Diagnostics & Therapeutics - The Fungal Hit‑List

  • Aspergillus fumigatus
    • Dx: Galactomannan assay, β-D-glucan. Biopsy shows septate hyphae with acute (45°) angle branching.
    • Tx: Voriconazole, isavuconazole. Amphotericin B for severe/refractory cases.
  • Candida albicans
    • Dx: Blood culture, β-D-glucan. Germ tube test positive at 37°C.
    • Tx: Fluconazole (or other azoles). Echinocandins (e.g., caspofungin) for severe/resistant strains. Amphotericin B for life-threatening infections.
  • Cryptococcus neoformans
    • Dx: CSF analysis with India ink stain (halos), cryptococcal antigen (CrAg) test.
    • Tx: Amphotericin B + flucytosine (induction), followed by fluconazole (consolidation/maintenance).
  • Pneumocystis jirovecii (PJP)
    • Dx: Bronchoalveolar lavage (BAL) with silver stain or fluorescent antibody staining.
    • Tx: Trimethoprim-sulfamethoxazole (TMP-SMX).

⭐ The India ink stain for Cryptococcus neoformans reveals characteristic encapsulated yeast with clear halos, a classic finding for diagnosing cryptococcal meningitis.

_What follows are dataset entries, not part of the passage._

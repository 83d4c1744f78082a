//! Application services for registration and bearer authentication.

mod auth;

pub use auth::{
    AuthService, IdentityServiceError, IdentityServiceResult, LoginOutcome, RegisterUserRequest,
};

Aspergillus hyphae in tissue (H&E and GMS stains)

High‑Yield Points - ⚡ Biggest Takeaways

  • Candida albicans causes thrush in HIV and systemic infections in neutropenic patients.
  • Aspergillus fumigatus is linked to ABPA, aspergillomas in lung cavities, and invasive disease in the immunocompromised.
  • Cryptococcus neoformans causes meningitis in AIDS; detected by India ink stain or cryptococcal antigen.
  • Mucormycosis (Mucor/Rhizopus) affects patients with DKA or leukemia, causing black necrotic facial eschar.
  • Pneumocystis jirovecii (PJP) causes diffuse pneumonia in AIDS patients with CD4 < 200.